Jean Markale (May 23, 1928 in Paris – November 23, 2008) was the pen name of Jean Bertrand, a French historian, writer, poet, radio show host, lecturer and high school French teacher who lived in Brittany. As a former specialist in Celtic studies at the Sorbonne, he researched pre-Christian and medieval culture and spirituality. He published numerous books about Celtic civilization, particularly the place of women in Celtic culture, and Arthurian literature.

==Works==
His many works deal with subjects as varied as summations of various myths, their relationships with subjects like the Templars, the Cathars and the Rennes le Château mystery, Atlantis, the megalith building civilisations, Druidism and the biography of Saint Columba.
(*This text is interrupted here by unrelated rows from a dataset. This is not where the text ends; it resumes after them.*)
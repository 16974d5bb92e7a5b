//! Layered absorbing-Markov solver.
//!
//! This module implements the level-by-level solve:
//! - every `(state, turn)` row at a level is enumerated through the game's
//!   rank bijection, so row indices are `rank * players + turn`;
//! - successors are folded into the right-hand side (terminal and lower-level
//!   outcomes) or into off-diagonal coefficients (same-level outcomes);
//! - the resulting sparse system is solved and frozen into the value table.
//!
//! Levels are solved in increasing order, so every lower-level value a row
//! needs is already known when the row is built.

use std::time::Instant;

use thiserror::Error;
use tracing::{info, warn};

use crate::markov::config::{ConfigError, LevelStats, SolveStats, SolverConfig};
use crate::markov::game::{LeveledGame, Position, RotationalSymmetry, Transition};
use crate::markov::linear::{LinearError, SparseSystem};
use crate::markov::storage::ValueTable;

/// Errors that abort a solve.
#[derive(Debug, Error)]
pub enum SolveError {
    /// Malformed solver or game configuration.
    #[error(transparent)]
    Config(#[from] ConfigError),
    /// Requested level is below the game's smallest level.
    #[error("level {level} is below the minimum admissible level {min}")]
    LevelBelowMinimum {
        /// Requested level.
        level: usize,
        /// Smallest admissible level.
        min: usize,
    },
    /// Requested level is above the game's largest level.
    #[error("level {level} is above the maximum admissible level {max}")]
    LevelAboveMaximum {
        /// Requested level.
        level: usize,
        /// Largest admissible level.
        max: usize,
    },
    /// The linear system of a level could not be solved to tolerance.
    #[error("linear solve failed at level {level}: {source}")]
    Linear {
        /// Level whose system failed.
        level: usize,
        /// Underlying solver failure.
        #[source]
        source: LinearError,
    },
}

/// The layered solver.
///
/// Owns the game, the configuration, and the value table. Values for a level
/// are written once, when that level's system is solved, and never change.
///
/// # Type Parameters
/// - `G`: The game type implementing the `LeveledGame` trait
///
/// # Example
/// ```ignore
/// use markov_game_solver::games::lcr::{LcrConfig, LeftCenterRight};
/// use markov_game_solver::markov::{LayeredSolver, Quantity, SolverConfig};
///
/// let game = LeftCenterRight::new(LcrConfig::new(3, Quantity::ExpectedTurns))?;
/// let mut solver = LayeredSolver::new(game, SolverConfig::default())?;
///
/// // Solves totals 1..=9 in order
/// solver.solve(9)?;
/// let expected_turns = solver.value(&start, 0);
/// ```
#[derive(Debug)]
pub struct LayeredSolver<G: LeveledGame> {
    /// The game being solved.
    game: G,

    /// Configuration for the solver.
    config: SolverConfig,

    /// Values of every solved level.
    table: ValueTable,

    /// Statistics tracking.
    stats: SolveStats,
}

impl<G: LeveledGame> LayeredSolver<G> {
    /// Create a new solver for the given game.
    ///
    /// # Errors
    /// Returns [`SolveError::Config`] if `config` fails validation.
    pub fn new(game: G, config: SolverConfig) -> Result<Self, SolveError> {
        config.validate()?;
        Ok(Self {
            game,
            config,
            table: ValueTable::new(),
            stats: SolveStats::new(),
        })
    }

    /// Solve `level`, first solving every missing level below it.
    ///
    /// Solving a level that is already in the table does nothing.
    pub fn solve(&mut self, level: usize) -> Result<(), SolveError> {
        self.solve_with_callback(level, |_| {})
    }

    /// Solve with a callback invoked after each newly solved level.
    ///
    /// # Arguments
    /// * `level` - Target level
    /// * `callback` - Receives the statistics of every level solved by this call
    pub fn solve_with_callback<F>(&mut self, level: usize, mut callback: F) -> Result<(), SolveError>
    where
        F: FnMut(&LevelStats),
    {
        self.check_level(level)?;
        if self.table.is_solved(level) {
            return Ok(());
        }

        let (min, _) = self.game.level_bounds();
        let first = self.table.highest_solved().map_or(min, |h| h + 1);
        for current in first..=level {
            let stats = self.solve_level(current)?;
            callback(&stats);
            self.stats.record(stats);
        }
        Ok(())
    }

    /// Reject levels outside the game's bounds before any work is done.
    fn check_level(&self, level: usize) -> Result<(), SolveError> {
        let (min, max) = self.game.level_bounds();
        if level < min {
            return Err(SolveError::LevelBelowMinimum { level, min });
        }
        if level > max {
            return Err(SolveError::LevelAboveMaximum { level, max });
        }
        Ok(())
    }

    /// Build and solve the system of one level whose lower levels are done.
    fn solve_level(&mut self, level: usize) -> Result<LevelStats, SolveError> {
        let start_time = Instant::now();
        let quantity = self.game.quantity();
        let players = self.game.players_at(level);
        let num_states = self.game.num_states(level);
        let dim = num_states * players;

        let mut system = SparseSystem::with_capacity(dim, dim * 4);
        for rank in 0..num_states {
            let state = self.game.state_at(level, rank);
            for turn in 0..players {
                let row = rank * players + turn;
                system.add(row, row, 1.0);

                let rhs = match self.game.position(&state, turn) {
                    Position::Terminal(outcome) => quantity.terminal_value(outcome),
                    Position::Live { counts_turn } => {
                        let mut rhs = quantity.base_term(counts_turn);
                        for successor in self.game.successors(&state, turn) {
                            let p = successor.probability;
                            match self.game.classify(level, successor.step) {
                                Transition::Terminal(outcome) => {
                                    rhs += p * quantity.terminal_value(outcome);
                                }
                                Transition::LowerLevel { level: lower, state: next, turn: next_turn } => {
                                    rhs += p * self.lower_value(lower, &next, next_turn);
                                }
                                Transition::SameLevel { state: next, turn: next_turn } => {
                                    let col = self.game.rank_of(level, &next) * players + next_turn;
                                    system.add(row, col, -p);
                                }
                            }
                        }
                        rhs
                    }
                };
                system.set_rhs(row, rhs);
            }
        }

        let solution = system.solve(&self.config).map_err(|source| {
            warn!(game = self.game.name(), level, error = %source, "level solve failed");
            SolveError::Linear { level, source }
        })?;

        let stats = LevelStats {
            level,
            states: num_states,
            rows: dim,
            nonzeros: solution.nonzeros,
            iterations: solution.iterations,
            relative_residual: solution.relative_residual,
            elapsed_seconds: start_time.elapsed().as_secs_f64(),
        };
        info!(
            game = self.game.name(),
            level,
            states = stats.states,
            rows = stats.rows,
            nonzeros = stats.nonzeros,
            iterations = stats.iterations,
            residual = stats.relative_residual,
            seconds = stats.elapsed_seconds,
            "solved level"
        );

        self.table.insert(level, players, solution.x);
        Ok(stats)
    }

    /// Value of a state at an already solved lower level.
    fn lower_value(&self, level: usize, state: &G::State, turn: usize) -> f64 {
        let rank = self.game.rank_of(level, state);
        self.table.get(level, rank, turn).unwrap_or_else(|| {
            panic!(
                "{}: level {} needed before it was solved ({:?}, turn {})",
                self.game.name(),
                level,
                state,
                turn
            )
        })
    }

    /// Value of `(state, turn)`, or `None` if its level is not solved or the
    /// turn does not exist at that level.
    pub fn get_value(&self, state: &G::State, turn: usize) -> Option<f64> {
        let level = self.game.level_of(state);
        let values = self.table.level(level)?;
        if turn >= values.players() {
            return None;
        }
        let rank = self.game.rank_of(level, state);
        values.get(rank, turn)
    }

    /// Value of `(state, turn)`.
    ///
    /// # Panics
    /// Panics if the state's level has not been solved.
    pub fn value(&self, state: &G::State, turn: usize) -> f64 {
        self.get_value(state, turn).unwrap_or_else(|| {
            panic!(
                "{}: no value for {:?}, turn {} (level {} solved: {})",
                self.game.name(),
                state,
                turn,
                self.game.level_of(state),
                self.table.is_solved(self.game.level_of(state))
            )
        })
    }

    /// Highest level solved so far.
    pub fn highest_solved(&self) -> Option<usize> {
        self.table.highest_solved()
    }

    /// Get reference to the game.
    pub fn game(&self) -> &G {
        &self.game
    }

    /// Get reference to the configuration.
    pub fn config(&self) -> &SolverConfig {
        &self.config
    }

    /// Get reference to the value table.
    pub fn table(&self) -> &ValueTable {
        &self.table
    }

    /// Get current statistics.
    pub fn stats(&self) -> &SolveStats {
        &self.stats
    }
}

impl<G: RotationalSymmetry> LayeredSolver<G> {
    /// Values of `(state, turn)` from every player's perspective.
    ///
    /// Entry `p` is the value computed with player `p` relabelled as player 0;
    /// in win-probability mode it is the probability that player `p` wins.
    ///
    /// # Panics
    /// Panics if the state's level has not been solved.
    pub fn player_values(&self, state: &G::State, turn: usize) -> Vec<f64> {
        let players = self.game.players_at(self.game.level_of(state));
        (0..players)
            .map(|p| {
                let rotated = self.game.rotate(state, p);
                self.value(&rotated, (turn + players - p) % players)
            })
            .collect()
    }
}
- The Celts: Uncovering the Mythic and Historic Origins of Western Culture (ISBN 0-89281-413-6)
- Montségur and the Mystery of the Cathars (ISBN 0-89281-090-4)
- Women of the Celts (1972)
- The Druids: Celtic Priests of Nature (ISBN 0-89281-703-8)
- Cathedral of the Black Madonna: The Druids and the Mysteries of Chartres
- King of the Celts: Arthurian Legends and Celtic Tradition
- Merlin: Priest of Nature
- The Epics of Celtic Ireland: Ancient Tales of Mystery and Magic
- The Great Goddess: Reverence of the Divine Feminine from the Paleolithic to the Present
- The Church of Mary Magdalene: The Sacred Feminine and the Treasure of Rennes-le-Chateau

==Controversy==
While Markale presents himself as widely read on the subjects about which he writes, the value of his work is controversial. His 'creative' use of scholarship and his tendency to make great leaps in reasoning cause scholars following more normative and conservative methods to balk and his interest in subjects that his critics consider questionable, including various branches of the occult, have gained him at least as many detractors as admirers. Another source of controversy is his use of Carl Jung's concept of "collective unconscious" as an explanatory device, since the vast majority of psychologists outside Jungian depth psychology do not accept the concept.

His already weakened reputation was further tarnished in 1989, when he became involved in a plagiarism case after he published under his own name a serious and well-documented guide to the oddities and antiquities of Brittany, the text of which had already been published, twenty years before by a different writer, through the very same publisher.

The Breton scholar Christian-Joseph Guyonvarc'h dismissed Markale as follows; "Mr Jean Bertrand, a.k.a. Jean Markale, styles himself as a professor of classical literature. He never says where he teaches; but [...] he cannot properly accentuate Greek, knows nothing of Latin [...] he doesn't know how many cases there are in Irish declension (sometimes he says two, at other times three) [...] Jean Markale very complacently quotes his own works in his later publications and, every time an Irish text is mentioned, he refers the reader to his 'Celtic Epics' as though that book included actual translations or constituted the most basic and essential reference on the matter. All this is, at best, a joke."

However, for others, his loose scholarly presentation is balanced by "the insightful points Markale does make about various texts, clever interpretations of certain scenes and thought-provoking parallels to other traditions".